## [Work request]
All lines from the entries below that contain the string "Copy" should be copied out.

Collected data
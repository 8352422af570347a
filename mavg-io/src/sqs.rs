//! Amazon SQS implementation of `Queue` (enable with the `sqs` feature, on by default).

use async_trait::async_trait;
use aws_sdk_sqs::error::DisplayErrorContext;
use aws_sdk_sqs::Client;
use mavg_core::config::QueueConfig;
use mavg_core::{Error, Result};
use tracing::debug;

use crate::queue::{Queue, QueueMessage};

pub struct SqsQueue {
    client: Client,
    queue_url: String,
    max_messages: i32,
    wait_time_seconds: i32,
}

impl SqsQueue {
    /// Build a client from the default AWS credential/region chain.
    pub async fn connect(queue_url: impl Into<String>, cfg: &QueueConfig) -> Self {
        let mut loader = aws_config::defaults(aws_config::BehaviorVersion::latest());
        if let Some(endpoint) = &cfg.endpoint_url {
            loader = loader.endpoint_url(endpoint);
        }
        let shared = loader.load().await;
        Self::from_client(Client::new(&shared), queue_url, cfg)
    }

    pub fn from_client(client: Client, queue_url: impl Into<String>, cfg: &QueueConfig) -> Self {
        Self {
            client,
            queue_url: queue_url.into(),
            max_messages: cfg.max_messages,
            wait_time_seconds: cfg.wait_time_seconds,
        }
    }

    pub fn queue_url(&self) -> &str {
        &self.queue_url
    }
}

#[async_trait]
impl Queue for SqsQueue {
    async fn receive(&self) -> Result<Vec<QueueMessage>> {
        let out = self
            .client
            .receive_message()
            .queue_url(&self.queue_url)
            .max_number_of_messages(self.max_messages)
            .wait_time_seconds(self.wait_time_seconds)
            .send()
            .await
            .map_err(|e| {
                Error::Queue(format!(
                    "could not receive message from sqs: {}",
                    DisplayErrorContext(&e)
                ))
            })?;
        let messages: Vec<QueueMessage> = out
            .messages()
            .iter()
            .map(|m| QueueMessage {
                id: m.message_id().map(str::to_string),
                receipt_handle: m.receipt_handle().map(str::to_string),
                body: m.body().map(str::to_string),
            })
            .collect();
        debug!(count = messages.len(), "sqs receive");
        Ok(messages)
    }

    async fn delete(&self, message: &QueueMessage) -> Result<()> {
        let handle = message
            .receipt_handle
            .as_deref()
            .ok_or_else(|| Error::Queue("message has no receipt handle".into()))?;
        self.client
            .delete_message()
            .queue_url(&self.queue_url)
            .receipt_handle(handle)
            .send()
            .await
            .map_err(|e| {
                Error::Queue(format!(
                    "could not delete message from sqs: {}",
                    DisplayErrorContext(&e)
                ))
            })?;
        Ok(())
    }
}
use chrono::{DateTime, Utc};
use serde::{Deserialize, Serialize};

/// Text format of timestamps on the wire.
///
/// Input timestamps look like `2018-12-26 18:11:08.509654` (fraction optional),
/// output dates are always rendered at minute resolution with `00` seconds.
pub mod timefmt {
    use chrono::{DateTime, NaiveDateTime, Utc};
    use serde::{Deserialize, Deserializer, Serializer};

    pub const INPUT_FORMAT: &str = "%Y-%m-%d %H:%M:%S%.f";
    pub const OUTPUT_FORMAT: &str = "%Y-%m-%d %H:%M:00";

    /// Parse an input timestamp. Timestamps carry no zone and are read as UTC.
    pub fn parse(s: &str) -> Result<DateTime<Utc>, chrono::ParseError> {
        NaiveDateTime::parse_from_str(s.trim(), INPUT_FORMAT).map(|t| t.and_utc())
    }

    pub fn format(t: &DateTime<Utc>) -> String {
        t.format(OUTPUT_FORMAT).to_string()
    }

    pub fn deserialize<'de, D>(d: D) -> Result<DateTime<Utc>, D::Error>
    where
        D: Deserializer<'de>,
    {
        let s = String::deserialize(d)?;
        parse(&s).map_err(serde::de::Error::custom)
    }

    pub fn serialize<S>(t: &DateTime<Utc>, s: S) -> Result<S::Ok, S::Error>
    where
        S: Serializer,
    {
        s.serialize_str(&format(t))
    }
}

/// A single timestamped duration sample fed to the aggregator.
#[derive(Debug, Clone, Copy, PartialEq, Eq)]
pub struct Event {
    pub timestamp: DateTime<Utc>,
    pub duration: u64,
}

impl Event {
    pub fn new(timestamp: DateTime<Utc>, duration: u64) -> Self {
        Self { timestamp, duration }
    }
}

/// Wire shape of a delivered-translation record, one per JSONL line or queue message.
/// Only `timestamp` and `duration` are required.
#[derive(Debug, Clone, Serialize, Deserialize, PartialEq)]
pub struct TranslationDelivered {
    #[serde(with = "timefmt")]
    pub timestamp: DateTime<Utc>,
    pub duration: u64,
    #[serde(default)]
    pub translation_id: Option<String>,
    #[serde(default)]
    pub source_language: Option<String>,
    #[serde(default)]
    pub target_language: Option<String>,
    #[serde(default)]
    pub client_name: Option<String>,
    #[serde(default)]
    pub event_name: Option<String>,
    #[serde(default)]
    pub nr_words: Option<u64>,
}

impl From<TranslationDelivered> for Event {
    fn from(t: TranslationDelivered) -> Self {
        Event::new(t.timestamp, t.duration)
    }
}

/// Decode one raw JSON record into the full wire record.
pub fn decode_record(bytes: &[u8]) -> serde_json::Result<TranslationDelivered> {
    serde_json::from_slice(bytes)
}

/// One emitted point of the moving-average series.
#[derive(Debug, Clone, Copy, Serialize, Deserialize, PartialEq)]
pub struct AveragedPoint {
    #[serde(with = "timefmt")]
    pub date: DateTime<Utc>,
    #[serde(rename = "average_delivery_time")]
    pub average: f64,
}

impl AveragedPoint {
    pub fn new(date: DateTime<Utc>, average: f64) -> Self {
        Self { date, average }
    }
}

## [Result of this exercise]
#[derive(Debug, Clone, Copy, PartialEq, Eq)]
#[derive(Debug, Clone, Copy, Serialize, Deserialize, PartialEq)]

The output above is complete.